─── Exercise input
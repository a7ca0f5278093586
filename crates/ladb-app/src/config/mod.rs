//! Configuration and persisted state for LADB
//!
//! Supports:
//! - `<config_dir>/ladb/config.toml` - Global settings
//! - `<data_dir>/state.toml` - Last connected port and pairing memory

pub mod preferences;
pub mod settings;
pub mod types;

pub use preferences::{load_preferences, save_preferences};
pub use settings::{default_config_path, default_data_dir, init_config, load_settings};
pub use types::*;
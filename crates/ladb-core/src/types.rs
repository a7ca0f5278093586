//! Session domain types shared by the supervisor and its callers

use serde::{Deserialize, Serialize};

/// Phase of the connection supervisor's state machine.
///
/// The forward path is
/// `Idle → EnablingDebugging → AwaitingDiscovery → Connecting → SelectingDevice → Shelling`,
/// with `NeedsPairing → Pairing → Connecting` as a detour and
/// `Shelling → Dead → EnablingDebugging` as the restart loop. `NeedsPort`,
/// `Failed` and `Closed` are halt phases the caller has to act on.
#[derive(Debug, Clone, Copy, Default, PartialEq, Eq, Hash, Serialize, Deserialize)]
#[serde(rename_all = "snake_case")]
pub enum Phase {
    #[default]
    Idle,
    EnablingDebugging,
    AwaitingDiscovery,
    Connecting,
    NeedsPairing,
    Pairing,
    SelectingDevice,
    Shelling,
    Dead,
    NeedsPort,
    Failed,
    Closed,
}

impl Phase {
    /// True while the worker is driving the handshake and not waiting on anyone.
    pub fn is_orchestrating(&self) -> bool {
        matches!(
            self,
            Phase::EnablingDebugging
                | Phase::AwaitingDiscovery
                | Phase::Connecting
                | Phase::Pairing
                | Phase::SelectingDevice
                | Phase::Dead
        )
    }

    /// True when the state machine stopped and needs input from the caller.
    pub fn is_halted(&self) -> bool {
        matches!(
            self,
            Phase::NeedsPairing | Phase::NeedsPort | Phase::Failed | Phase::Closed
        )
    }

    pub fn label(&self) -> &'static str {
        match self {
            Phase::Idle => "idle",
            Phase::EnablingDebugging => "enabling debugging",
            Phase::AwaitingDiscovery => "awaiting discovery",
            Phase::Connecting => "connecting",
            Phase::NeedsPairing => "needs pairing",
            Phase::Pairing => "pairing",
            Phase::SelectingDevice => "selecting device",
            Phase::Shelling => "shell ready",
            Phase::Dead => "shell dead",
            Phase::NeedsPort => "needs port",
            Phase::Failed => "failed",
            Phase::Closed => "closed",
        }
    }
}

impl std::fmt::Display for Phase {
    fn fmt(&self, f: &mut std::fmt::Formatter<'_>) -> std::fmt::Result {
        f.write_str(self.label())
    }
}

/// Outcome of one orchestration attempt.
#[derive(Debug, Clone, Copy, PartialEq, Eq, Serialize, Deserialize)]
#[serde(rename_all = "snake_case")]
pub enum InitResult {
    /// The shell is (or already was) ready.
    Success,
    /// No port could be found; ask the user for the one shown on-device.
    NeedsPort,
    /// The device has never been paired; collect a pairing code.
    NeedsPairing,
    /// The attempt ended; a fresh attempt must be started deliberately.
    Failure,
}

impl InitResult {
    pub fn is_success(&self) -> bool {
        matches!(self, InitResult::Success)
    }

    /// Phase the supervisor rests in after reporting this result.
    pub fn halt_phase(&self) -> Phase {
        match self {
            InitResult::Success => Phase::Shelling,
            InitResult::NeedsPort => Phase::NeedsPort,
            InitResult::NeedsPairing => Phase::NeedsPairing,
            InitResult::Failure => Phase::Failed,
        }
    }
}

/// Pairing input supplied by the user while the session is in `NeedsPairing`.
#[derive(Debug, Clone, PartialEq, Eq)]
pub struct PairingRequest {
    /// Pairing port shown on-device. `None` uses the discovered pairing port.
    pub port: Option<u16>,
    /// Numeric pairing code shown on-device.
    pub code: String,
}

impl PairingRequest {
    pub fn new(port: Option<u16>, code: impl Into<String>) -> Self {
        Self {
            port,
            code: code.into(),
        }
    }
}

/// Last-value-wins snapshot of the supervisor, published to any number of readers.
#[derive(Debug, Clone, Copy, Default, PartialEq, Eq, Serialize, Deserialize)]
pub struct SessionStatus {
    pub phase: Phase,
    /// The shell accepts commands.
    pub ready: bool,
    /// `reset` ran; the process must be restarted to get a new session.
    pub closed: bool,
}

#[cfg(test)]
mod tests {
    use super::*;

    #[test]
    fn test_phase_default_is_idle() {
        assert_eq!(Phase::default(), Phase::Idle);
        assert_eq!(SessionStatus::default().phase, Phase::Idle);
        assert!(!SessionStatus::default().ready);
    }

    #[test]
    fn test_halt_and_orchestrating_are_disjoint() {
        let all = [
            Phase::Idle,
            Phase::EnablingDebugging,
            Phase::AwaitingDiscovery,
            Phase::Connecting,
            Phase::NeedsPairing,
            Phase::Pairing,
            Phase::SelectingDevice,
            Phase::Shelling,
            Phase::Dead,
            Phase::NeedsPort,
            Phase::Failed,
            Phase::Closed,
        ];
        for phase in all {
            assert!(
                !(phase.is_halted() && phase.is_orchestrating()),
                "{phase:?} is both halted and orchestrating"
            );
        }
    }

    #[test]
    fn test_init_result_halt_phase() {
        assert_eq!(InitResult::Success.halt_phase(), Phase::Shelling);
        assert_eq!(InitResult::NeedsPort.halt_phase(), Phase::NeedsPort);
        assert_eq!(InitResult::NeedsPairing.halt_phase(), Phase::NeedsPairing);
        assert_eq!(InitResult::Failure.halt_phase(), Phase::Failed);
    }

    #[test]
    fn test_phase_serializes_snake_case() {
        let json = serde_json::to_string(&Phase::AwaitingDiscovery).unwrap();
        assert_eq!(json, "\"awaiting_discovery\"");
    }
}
──────
* _The problem_: Pull out every line from the one with "assert!(!SessionStatus::default().ready);" to the end of the listing, and output only those.

* _Exercise solution_:
        assert!(!SessionStatus::default().ready);
    }

    #[test]
    fn test_halt_and_orchestrating_are_disjoint() {
        let all = [
            Phase::Idle,
            Phase::EnablingDebugging,
            Phase::AwaitingDiscovery,
            Phase::Connecting,
            Phase::NeedsPairing,
            Phase::Pairing,
            Phase::SelectingDevice,
            Phase::Shelling,
            Phase::Dead,
            Phase::NeedsPort,
            Phase::Failed,
            Phase::Closed,
        ];
        for phase in all {
            assert!(
                !(phase.is_halted() && phase.is_orchestrating()),
                "{phase:?} is both halted and orchestrating"
            );
        }
    }

    #[test]
    fn test_init_result_halt_phase() {
        assert_eq!(InitResult::Success.halt_phase(), Phase::Shelling);
        assert_eq!(InitResult::NeedsPort.halt_phase(), Phase::NeedsPort);
        assert_eq!(InitResult::NeedsPairing.halt_phase(), Phase::NeedsPairing);
        assert_eq!(InitResult::Failure.halt_phase(), Phase::Failed);
    }

    #[test]
    fn test_phase_serializes_snake_case() {
        let json = serde_json::to_string(&Phase::AwaitingDiscovery).unwrap();
        assert_eq!(json, "\"awaiting_discovery\"");
    }
}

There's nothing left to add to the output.